[WORK INSTRUCTION] Across the listing below, count every line where the string "least" appears, then give only the count.

[PROVIDED RECORDS]
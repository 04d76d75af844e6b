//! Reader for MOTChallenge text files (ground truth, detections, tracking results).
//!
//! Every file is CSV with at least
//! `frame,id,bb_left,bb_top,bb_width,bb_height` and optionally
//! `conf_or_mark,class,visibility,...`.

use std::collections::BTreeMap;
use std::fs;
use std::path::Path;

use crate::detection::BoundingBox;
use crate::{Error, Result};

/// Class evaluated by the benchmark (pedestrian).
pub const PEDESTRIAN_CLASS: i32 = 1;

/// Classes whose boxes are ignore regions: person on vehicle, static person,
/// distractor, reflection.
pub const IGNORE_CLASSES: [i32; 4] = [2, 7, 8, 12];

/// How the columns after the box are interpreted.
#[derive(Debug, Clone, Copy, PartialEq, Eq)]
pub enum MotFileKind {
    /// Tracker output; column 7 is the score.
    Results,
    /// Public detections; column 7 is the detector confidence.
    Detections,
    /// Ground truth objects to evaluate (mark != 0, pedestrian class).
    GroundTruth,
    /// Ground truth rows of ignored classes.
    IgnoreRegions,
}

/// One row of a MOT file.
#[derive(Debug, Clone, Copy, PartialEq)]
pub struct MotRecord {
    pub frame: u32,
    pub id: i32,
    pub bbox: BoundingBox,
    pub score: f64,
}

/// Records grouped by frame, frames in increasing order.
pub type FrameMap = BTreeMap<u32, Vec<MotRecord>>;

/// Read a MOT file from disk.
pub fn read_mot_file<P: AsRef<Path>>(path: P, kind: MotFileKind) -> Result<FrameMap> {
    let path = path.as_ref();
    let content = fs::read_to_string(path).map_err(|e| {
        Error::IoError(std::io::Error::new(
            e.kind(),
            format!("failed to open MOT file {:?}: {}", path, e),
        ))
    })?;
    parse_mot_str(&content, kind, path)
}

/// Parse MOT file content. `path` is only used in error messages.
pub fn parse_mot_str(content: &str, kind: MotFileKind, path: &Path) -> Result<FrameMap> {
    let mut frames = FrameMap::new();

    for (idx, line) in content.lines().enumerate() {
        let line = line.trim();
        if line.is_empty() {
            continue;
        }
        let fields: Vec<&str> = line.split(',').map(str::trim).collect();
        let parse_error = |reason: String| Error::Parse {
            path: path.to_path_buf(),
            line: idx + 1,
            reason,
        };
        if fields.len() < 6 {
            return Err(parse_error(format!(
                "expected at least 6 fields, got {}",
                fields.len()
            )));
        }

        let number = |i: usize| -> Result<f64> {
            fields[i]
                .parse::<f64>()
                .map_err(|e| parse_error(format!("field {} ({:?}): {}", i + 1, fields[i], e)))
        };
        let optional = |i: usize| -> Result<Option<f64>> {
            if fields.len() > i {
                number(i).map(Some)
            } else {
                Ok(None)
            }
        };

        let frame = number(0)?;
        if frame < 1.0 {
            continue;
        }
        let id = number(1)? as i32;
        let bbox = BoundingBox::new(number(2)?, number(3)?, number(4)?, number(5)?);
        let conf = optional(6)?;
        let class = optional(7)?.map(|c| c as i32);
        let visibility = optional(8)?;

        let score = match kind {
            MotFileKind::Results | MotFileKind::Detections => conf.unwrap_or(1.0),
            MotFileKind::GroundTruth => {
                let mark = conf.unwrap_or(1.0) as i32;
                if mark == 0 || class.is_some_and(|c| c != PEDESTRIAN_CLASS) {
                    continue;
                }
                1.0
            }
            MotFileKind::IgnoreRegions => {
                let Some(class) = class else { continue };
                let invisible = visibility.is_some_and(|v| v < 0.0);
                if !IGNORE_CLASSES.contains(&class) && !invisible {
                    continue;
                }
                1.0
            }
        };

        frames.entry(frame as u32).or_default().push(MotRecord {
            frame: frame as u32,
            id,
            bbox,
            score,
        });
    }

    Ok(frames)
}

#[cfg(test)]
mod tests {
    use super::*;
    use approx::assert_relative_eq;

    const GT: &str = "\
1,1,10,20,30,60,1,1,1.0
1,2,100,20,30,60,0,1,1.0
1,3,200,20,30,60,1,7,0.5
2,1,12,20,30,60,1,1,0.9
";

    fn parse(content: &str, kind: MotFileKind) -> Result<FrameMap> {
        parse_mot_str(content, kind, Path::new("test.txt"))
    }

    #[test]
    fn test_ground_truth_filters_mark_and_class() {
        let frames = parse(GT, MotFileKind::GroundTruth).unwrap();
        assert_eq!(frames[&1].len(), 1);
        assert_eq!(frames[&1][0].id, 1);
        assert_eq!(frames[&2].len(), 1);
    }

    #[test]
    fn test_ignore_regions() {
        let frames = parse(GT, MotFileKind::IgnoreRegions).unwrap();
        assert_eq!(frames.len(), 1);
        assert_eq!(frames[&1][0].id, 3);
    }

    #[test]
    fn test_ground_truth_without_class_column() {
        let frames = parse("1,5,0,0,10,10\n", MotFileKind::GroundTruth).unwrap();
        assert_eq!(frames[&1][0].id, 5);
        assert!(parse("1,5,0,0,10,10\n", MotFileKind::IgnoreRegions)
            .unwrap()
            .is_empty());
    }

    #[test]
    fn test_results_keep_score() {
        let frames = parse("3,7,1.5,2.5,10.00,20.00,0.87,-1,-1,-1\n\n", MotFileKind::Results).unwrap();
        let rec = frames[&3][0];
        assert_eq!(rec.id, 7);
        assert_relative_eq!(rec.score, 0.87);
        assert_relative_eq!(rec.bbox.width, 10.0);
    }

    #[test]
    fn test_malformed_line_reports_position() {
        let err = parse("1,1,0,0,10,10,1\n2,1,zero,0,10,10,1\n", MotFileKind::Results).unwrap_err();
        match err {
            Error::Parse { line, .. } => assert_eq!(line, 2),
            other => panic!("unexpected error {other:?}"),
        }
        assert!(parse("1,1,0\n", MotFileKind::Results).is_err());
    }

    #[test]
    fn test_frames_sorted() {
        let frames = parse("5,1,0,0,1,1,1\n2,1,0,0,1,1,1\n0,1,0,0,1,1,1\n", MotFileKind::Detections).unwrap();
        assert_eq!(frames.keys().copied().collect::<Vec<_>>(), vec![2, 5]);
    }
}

[SOLUTION] 2